### Task directions
Locate each line of the material that contains "OrderInput", then return it.

### Available data

------------

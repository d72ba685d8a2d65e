//! Retailer-scoped order storage.
//!
//! Every statement filters on `retailer_id` taken from the authenticated
//! session, so an order id belonging to another retailer behaves exactly like
//! an id that does not exist.

use sqlx::types::Json;
use uuid::Uuid;

use super::{DbPool, Order, OrderInput, OrderRow};
use crate::auth::AuthenticatedRetailer;

#[derive(Debug, Clone)]
pub struct OrderStore {
    db: DbPool,
}

impl OrderStore {
    pub fn new(db: DbPool) -> Self {
        Self { db }
    }

    /// All orders owned by the retailer, oldest first
    pub async fn list(&self, owner: &AuthenticatedRetailer) -> Result<Vec<Order>, sqlx::Error> {
        let rows = sqlx::query_as::<_, OrderRow>(
            "SELECT * FROM orders WHERE retailer_id = ? ORDER BY created_at ASC, rowid ASC",
        )
        .bind(owner.id())
        .fetch_all(&self.db)
        .await?;

        Ok(rows.into_iter().map(Order::from).collect())
    }

    /// Insert a new order owned by `owner` and return its id
    pub async fn create(
        &self,
        owner: &AuthenticatedRetailer,
        input: &OrderInput,
    ) -> Result<String, sqlx::Error> {
        let id = Uuid::new_v4().to_string();
        let now = chrono::Utc::now().to_rfc3339();

        sqlx::query(
            r#"
            INSERT INTO orders (id, retailer_id, order_number, status, total_amount, currency, items, notes, created_at, updated_at)
            VALUES (?, ?, ?, ?, ?, ?, ?, ?, ?, ?)
            "#,
        )
        .bind(&id)
        .bind(owner.id())
        .bind(&input.order_number)
        .bind(input.status.as_str())
        .bind(input.total_amount)
        .bind(&input.currency)
        .bind(Json(&input.items))
        .bind(&input.notes)
        .bind(&now)
        .bind(&now)
        .execute(&self.db)
        .await?;

        tracing::info!(retailer_id = %owner.id(), order_id = %id, "Order created");
        Ok(id)
    }

    /// Replace the editable fields of an owned order.
    ///
    /// Returns whether a row matched; a foreign or unknown id matches nothing.
    pub async fn update(
        &self,
        owner: &AuthenticatedRetailer,
        order_id: &str,
        input: &OrderInput,
    ) -> Result<bool, sqlx::Error> {
        let now = chrono::Utc::now().to_rfc3339();

        let result = sqlx::query(
            r#"
            UPDATE orders SET
                order_number = ?,
                status = ?,
                total_amount = ?,
                currency = ?,
                items = ?,
                notes = ?,
                updated_at = ?
            WHERE id = ? AND retailer_id = ?
            "#,
        )
        .bind(&input.order_number)
        .bind(input.status.as_str())
        .bind(input.total_amount)
        .bind(&input.currency)
        .bind(Json(&input.items))
        .bind(&input.notes)
        .bind(&now)
        .bind(order_id)
        .bind(owner.id())
        .execute(&self.db)
        .await?;

        Ok(result.rows_affected() > 0)
    }

    /// Delete an owned order. Returns whether a row matched.
    pub async fn delete(
        &self,
        owner: &AuthenticatedRetailer,
        order_id: &str,
    ) -> Result<bool, sqlx::Error> {
        let result = sqlx::query("DELETE FROM orders WHERE id = ? AND retailer_id = ?")
            .bind(order_id)
            .bind(owner.id())
            .execute(&self.db)
            .await?;

        Ok(result.rows_affected() > 0)
    }
}

#[cfg(test)]
mod tests {
    use super::*;
    use crate::db::{find_retailer_by_id, insert_retailer, test_pool, OrderItem, OrderStatus};

    async fn retailer(pool: &DbPool, email: &str) -> AuthenticatedRetailer {
        let id = insert_retailer(pool, email, "hash", None, None).await.unwrap();
        let record = find_retailer_by_id(pool, &id).await.unwrap().unwrap();
        AuthenticatedRetailer::new(record)
    }

    fn input(order_number: &str) -> OrderInput {
        OrderInput {
            order_number: order_number.to_string(),
            status: OrderStatus::Processing,
            total_amount: 42.5,
            currency: "EUR".to_string(),
            items: vec![
                OrderItem {
                    sku: "RED-01".to_string(),
                    title: "Rosso".to_string(),
                    qty: 2,
                    price: 12.0,
                },
                OrderItem {
                    sku: "WHT-07".to_string(),
                    title: "Bianco".to_string(),
                    qty: 1,
                    price: 18.5,
                },
            ],
            notes: Some("leave at the back door".to_string()),
        }
    }

    #[tokio::test]
    async fn test_create_then_list_round_trip() {
        let pool = test_pool().await;
        let store = OrderStore::new(pool.clone());
        let alice = retailer(&pool, "alice@x.com").await;

        let order = input("LD-1001");
        let id = store.create(&alice, &order).await.unwrap();

        let orders = store.list(&alice).await.unwrap();
        assert_eq!(orders.len(), 1);
        let stored = &orders[0];
        assert_eq!(stored.id, id);
        assert_eq!(stored.retailer_id, alice.id());
        assert_eq!(stored.order_number, order.order_number);
        assert_eq!(stored.status, order.status);
        assert_eq!(stored.total_amount, order.total_amount);
        assert_eq!(stored.currency, order.currency);
        assert_eq!(stored.items, order.items);
        assert_eq!(stored.items[0].sku, "RED-01");
        assert_eq!(stored.notes, order.notes);
    }

    #[tokio::test]
    async fn test_list_is_scoped_to_owner() {
        let pool = test_pool().await;
        let store = OrderStore::new(pool.clone());
        let alice = retailer(&pool, "alice@x.com").await;
        let bob = retailer(&pool, "bob@x.com").await;

        store.create(&alice, &input("A-1")).await.unwrap();
        store.create(&alice, &input("A-2")).await.unwrap();
        store.create(&bob, &input("B-1")).await.unwrap();

        let numbers: Vec<String> = store
            .list(&alice)
            .await
            .unwrap()
            .into_iter()
            .map(|o| o.order_number)
            .collect();
        assert_eq!(numbers, vec!["A-1", "A-2"]);
        assert_eq!(store.list(&bob).await.unwrap().len(), 1);
    }

    #[tokio::test]
    async fn test_update_owned_order() {
        let pool = test_pool().await;
        let store = OrderStore::new(pool.clone());
        let alice = retailer(&pool, "alice@x.com").await;
        let id = store.create(&alice, &input("A-1")).await.unwrap();

        let mut changed = input("A-1");
        changed.status = OrderStatus::Shipped;
        changed.items.truncate(1);
        changed.notes = None;

        assert!(store.update(&alice, &id, &changed).await.unwrap());

        let stored = store.list(&alice).await.unwrap().remove(0);
        assert_eq!(stored.status, OrderStatus::Shipped);
        assert_eq!(stored.items.len(), 1);
        assert!(stored.notes.is_none());
        assert_eq!(stored.retailer_id, alice.id());
    }

    #[tokio::test]
    async fn test_cross_tenant_update_and_delete_have_no_effect() {
        let pool = test_pool().await;
        let store = OrderStore::new(pool.clone());
        let alice = retailer(&pool, "alice@x.com").await;
        let bob = retailer(&pool, "bob@x.com").await;
        let id = store.create(&alice, &input("A-1")).await.unwrap();

        let mut hijack = input("HIJACKED");
        hijack.status = OrderStatus::Cancelled;
        assert!(!store.update(&bob, &id, &hijack).await.unwrap());
        assert!(!store.delete(&bob, &id).await.unwrap());
        assert!(store.list(&bob).await.unwrap().is_empty());

        let stored = store.list(&alice).await.unwrap();
        assert_eq!(stored.len(), 1);
        assert_eq!(stored[0].order_number, "A-1");
        assert_eq!(stored[0].status, OrderStatus::Processing);
    }

    #[tokio::test]
    async fn test_delete_owned_order() {
        let pool = test_pool().await;
        let store = OrderStore::new(pool.clone());
        let alice = retailer(&pool, "alice@x.com").await;
        let id = store.create(&alice, &input("A-1")).await.unwrap();

        assert!(store.delete(&alice, &id).await.unwrap());
        assert!(!store.delete(&alice, &id).await.unwrap());
        assert!(store.list(&alice).await.unwrap().is_empty());
    }

    #[tokio::test]
    async fn test_unknown_order_id() {
        let pool = test_pool().await;
        let store = OrderStore::new(pool.clone());
        let alice = retailer(&pool, "alice@x.com").await;

        assert!(!store.update(&alice, "no-such-order", &input("X")).await.unwrap());
        assert!(!store.delete(&alice, "no-such-order").await.unwrap());
    }
}
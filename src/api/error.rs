//! Unified API error handling.
//!
//! All errors are returned in a standard JSON envelope with an HTTP status
//! code. Internal error text (storage messages) is logged, never returned.

use axum::{
    http::StatusCode,
    response::{IntoResponse, Response},
    Json,
};
use serde::{Deserialize, Serialize};
use std::collections::HashMap;

use crate::auth::AuthError;

/// Error codes for API responses
#[derive(Debug, Clone, Copy, PartialEq, Eq, Serialize, Deserialize)]
#[serde(rename_all = "snake_case")]
pub enum ErrorCode {
    // Client errors (4xx)
    BadRequest,
    Unauthorized,
    NotFound,
    ValidationError,

    // Server errors (5xx)
    DatabaseError,
}

impl ErrorCode {
    /// Get the default HTTP status code for this error code
    pub fn status_code(&self) -> StatusCode {
        match self {
            ErrorCode::BadRequest => StatusCode::BAD_REQUEST,
            ErrorCode::Unauthorized => StatusCode::UNAUTHORIZED,
            ErrorCode::NotFound => StatusCode::NOT_FOUND,
            ErrorCode::ValidationError => StatusCode::BAD_REQUEST,
            ErrorCode::DatabaseError => StatusCode::INTERNAL_SERVER_ERROR,
        }
    }

    pub fn as_str(&self) -> &'static str {
        match self {
            ErrorCode::BadRequest => "bad_request",
            ErrorCode::Unauthorized => "unauthorized",
            ErrorCode::NotFound => "not_found",
            ErrorCode::ValidationError => "validation_error",
            ErrorCode::DatabaseError => "database_error",
        }
    }
}

/// The inner error object in the response
#[derive(Debug, Serialize, Deserialize)]
pub struct ErrorBody {
    /// Machine-readable error code
    pub code: String,
    /// Human-readable error message
    pub message: String,
    /// Field-level validation errors
    #[serde(skip_serializing_if = "Option::is_none")]
    pub details: Option<HashMap<String, Vec<String>>>,
}

/// The full error response envelope
#[derive(Debug, Serialize, Deserialize)]
pub struct ErrorResponse {
    pub error: ErrorBody,
}

/// Unified API error type
#[derive(Debug)]
pub struct ApiError {
    code: ErrorCode,
    status: StatusCode,
    message: String,
    details: Option<HashMap<String, Vec<String>>>,
}

impl ApiError {
    pub fn new(code: ErrorCode, message: impl Into<String>) -> Self {
        Self {
            status: code.status_code(),
            code,
            message: message.into(),
            details: None,
        }
    }

    #[cfg(test)]
    pub fn status(&self) -> StatusCode {
        self.status
    }

    #[cfg(test)]
    pub fn message(&self) -> &str {
        &self.message
    }

    /// Bad request error (400)
    pub fn bad_request(message: impl Into<String>) -> Self {
        Self::new(ErrorCode::BadRequest, message)
    }

    /// Unauthorized error (401)
    pub fn unauthorized(message: impl Into<String>) -> Self {
        Self::new(ErrorCode::Unauthorized, message)
    }

    /// Not found error (404)
    pub fn not_found(message: impl Into<String>) -> Self {
        Self::new(ErrorCode::NotFound, message)
    }

    /// Validation error (400) with field-level details
    pub fn validation(errors: HashMap<String, Vec<String>>) -> Self {
        let message = if errors.len() == 1 {
            errors
                .values()
                .next()
                .and_then(|v| v.first())
                .cloned()
                .unwrap_or_else(|| "Validation failed".to_string())
        } else {
            format!("Validation failed for {} fields", errors.len())
        };

        let mut err = Self::new(ErrorCode::ValidationError, message);
        err.details = Some(errors);
        err
    }

    /// Database error (500)
    pub fn database(message: impl Into<String>) -> Self {
        Self::new(ErrorCode::DatabaseError, message)
    }
}

impl IntoResponse for ApiError {
    fn into_response(self) -> Response {
        let response = ErrorResponse {
            error: ErrorBody {
                code: self.code.as_str().to_string(),
                message: self.message,
                details: self.details,
            },
        };

        (self.status, Json(response)).into_response()
    }
}

impl std::fmt::Display for ApiError {
    fn fmt(&self, f: &mut std::fmt::Formatter<'_>) -> std::fmt::Result {
        write!(f, "[{}] {}", self.code.as_str(), self.message)
    }
}

impl std::error::Error for ApiError {}

impl From<sqlx::Error> for ApiError {
    fn from(err: sqlx::Error) -> Self {
        tracing::error!(error = %err, "Database error");
        ApiError::database("Database not available")
    }
}

impl From<AuthError> for ApiError {
    fn from(err: AuthError) -> Self {
        match err {
            AuthError::MissingToken
            | AuthError::InvalidToken
            | AuthError::ExpiredToken
            | AuthError::RetailerNotFound => {
                tracing::debug!(reason = %err, "Rejected bearer token");
                ApiError::unauthorized("Invalid or expired token")
            }
            AuthError::InvalidCredentials => ApiError::unauthorized("Invalid credentials"),
            AuthError::DuplicateAccount => ApiError::bad_request("Account already exists"),
            AuthError::Storage(e) => ApiError::from(e),
        }
    }
}

/// Builder for collecting multiple validation errors
#[derive(Debug, Default)]
pub struct ValidationErrorBuilder {
    errors: HashMap<String, Vec<String>>,
}

impl ValidationErrorBuilder {
    pub fn new() -> Self {
        Self::default()
    }

    /// Add a validation error for a field
    pub fn add(&mut self, field: impl Into<String>, message: impl Into<String>) -> &mut Self {
        self.errors
            .entry(field.into())
            .or_default()
            .push(message.into());
        self
    }

    /// Record the error of a `validate_*` check under `field`
    pub fn check(&mut self, field: &str, result: Result<(), String>) -> &mut Self {
        if let Err(message) = result {
            self.add(field, message);
        }
        self
    }

    #[cfg(test)]
    pub fn is_empty(&self) -> bool {
        self.errors.is_empty()
    }

    /// Return Ok(()) if no errors, or Err(ApiError) if there are errors
    pub fn finish(self) -> Result<(), ApiError> {
        if self.errors.is_empty() {
            Ok(())
        } else {
            Err(ApiError::validation(self.errors))
        }
    }
}

#[cfg(test)]
mod tests {
    use super::*;

    #[test]
    fn test_error_code_status_codes() {
        assert_eq!(ErrorCode::BadRequest.status_code(), StatusCode::BAD_REQUEST);
        assert_eq!(ErrorCode::Unauthorized.status_code(), StatusCode::UNAUTHORIZED);
        assert_eq!(ErrorCode::NotFound.status_code(), StatusCode::NOT_FOUND);
        assert_eq!(ErrorCode::DatabaseError.status_code(), StatusCode::INTERNAL_SERVER_ERROR);
    }

    #[test]
    fn test_token_failures_collapse_to_one_response() {
        for err in [
            AuthError::MissingToken,
            AuthError::InvalidToken,
            AuthError::ExpiredToken,
            AuthError::RetailerNotFound,
        ] {
            let api = ApiError::from(err);
            assert_eq!(api.status(), StatusCode::UNAUTHORIZED);
            assert_eq!(api.message(), "Invalid or expired token");
        }
    }

    #[test]
    fn test_account_errors() {
        let dup = ApiError::from(AuthError::DuplicateAccount);
        assert_eq!(dup.status(), StatusCode::BAD_REQUEST);
        assert_eq!(dup.message(), "Account already exists");

        let creds = ApiError::from(AuthError::InvalidCredentials);
        assert_eq!(creds.status(), StatusCode::UNAUTHORIZED);
        assert_eq!(creds.message(), "Invalid credentials");
    }

    #[test]
    fn test_storage_error_hides_detail() {
        let api = ApiError::from(AuthError::Storage(sqlx::Error::PoolClosed));
        assert_eq!(api.status(), StatusCode::INTERNAL_SERVER_ERROR);
        assert_eq!(api.code, ErrorCode::DatabaseError);
        assert!(!api.message().to_lowercase().contains("pool"));
    }

    #[test]
    fn test_validation_error_builder() {
        let mut builder = ValidationErrorBuilder::new();
        builder.add("email", "Email is required");
        builder.check("password", Err("Password is required".to_string()));
        builder.check("company", Ok(()));
        builder.add("email", "Invalid email format");

        assert!(!builder.is_empty());

        let err = builder.finish().unwrap_err();
        assert_eq!(err.code, ErrorCode::ValidationError);
        assert!(err.message.contains("2 fields"));

        let details = err.details.unwrap();
        assert_eq!(details.get("email").unwrap().len(), 2);
        assert!(!details.contains_key("company"));
    }
}
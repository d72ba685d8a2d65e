//! Input validation for API requests.
//!
//! Each `validate_*` function checks one field. Handlers collect the results
//! with [`ValidationErrorBuilder`] so one response reports every bad field.

use lazy_static::lazy_static;
use regex::Regex;

use super::error::{ApiError, ValidationErrorBuilder};
use crate::db::{CreateLeadRequest, LoginRequest, OrderInput, OrderItem, RegisterRequest};

lazy_static! {
    /// Pragmatic email shape: local part, `@`, dotted domain
    static ref EMAIL_REGEX: Regex = Regex::new(
        r"^[A-Za-z0-9.!#$%&'*+/=?^_`{|}~-]+@[A-Za-z0-9]([A-Za-z0-9-]*[A-Za-z0-9])?(\.[A-Za-z0-9]([A-Za-z0-9-]*[A-Za-z0-9])?)+$"
    ).unwrap();

    /// ISO 4217 style currency code
    static ref CURRENCY_REGEX: Regex = Regex::new(r"^[A-Za-z]{3}$").unwrap();
}

pub fn validate_email(email: &str) -> Result<(), String> {
    if email.is_empty() {
        return Err("Email is required".to_string());
    }

    if email.len() > 254 {
        return Err("Email is too long (max 254 characters)".to_string());
    }

    if !EMAIL_REGEX.is_match(email) {
        return Err("Invalid email format".to_string());
    }

    Ok(())
}

pub fn validate_password(password: &str) -> Result<(), String> {
    if password.is_empty() {
        return Err("Password is required".to_string());
    }
    Ok(())
}

pub fn validate_name(name: &str) -> Result<(), String> {
    if name.trim().is_empty() {
        return Err("Name is required".to_string());
    }
    Ok(())
}

/// Validate a non-negative, finite amount
pub fn validate_amount(amount: f64) -> Result<(), String> {
    if !amount.is_finite() {
        return Err("Amount must be a finite number".to_string());
    }
    if amount < 0.0 {
        return Err("Amount cannot be negative".to_string());
    }
    Ok(())
}

pub fn validate_currency(currency: &str) -> Result<(), String> {
    if !CURRENCY_REGEX.is_match(currency) {
        return Err("Currency must be a 3-letter code".to_string());
    }
    Ok(())
}

pub fn validate_order_item(item: &OrderItem) -> Result<(), String> {
    if item.sku.trim().is_empty() {
        return Err("Item SKU is required".to_string());
    }
    if item.title.trim().is_empty() {
        return Err("Item title is required".to_string());
    }
    if item.qty < 0 {
        return Err("Item quantity cannot be negative".to_string());
    }
    validate_amount(item.price).map_err(|e| format!("Item price: {}", e))
}

pub fn validate_lead(lead: &CreateLeadRequest) -> Result<(), ApiError> {
    let mut errors = ValidationErrorBuilder::new();
    errors
        .check("name", validate_name(&lead.name))
        .check("email", validate_email(&lead.email));
    errors.finish()
}

pub fn validate_register(request: &RegisterRequest) -> Result<(), ApiError> {
    let mut errors = ValidationErrorBuilder::new();
    errors
        .check("email", validate_email(&request.email))
        .check("password", validate_password(&request.password));
    errors.finish()
}

pub fn validate_login(request: &LoginRequest) -> Result<(), ApiError> {
    let mut errors = ValidationErrorBuilder::new();
    errors
        .check("email", validate_email(&request.email))
        .check("password", validate_password(&request.password));
    errors.finish()
}

pub fn validate_order(order: &OrderInput) -> Result<(), ApiError> {
    let mut errors = ValidationErrorBuilder::new();

    if order.order_number.trim().is_empty() {
        errors.add("order_number", "Order number is required");
    }
    errors
        .check("total_amount", validate_amount(order.total_amount))
        .check("currency", validate_currency(&order.currency));

    for (index, item) in order.items.iter().enumerate() {
        errors.check(&format!("items[{}]", index), validate_order_item(item));
    }

    errors.finish()
}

------------

### Answer below
use super::{DbPool, Order, OrderInput, OrderRow};
        input: &OrderInput,
        input: &OrderInput,
    fn input(order_number: &str) -> OrderInput {
        OrderInput {
use crate::db::{CreateLeadRequest, LoginRequest, OrderInput, OrderItem, RegisterRequest};
pub fn validate_order(order: &OrderInput) -> Result<(), ApiError> {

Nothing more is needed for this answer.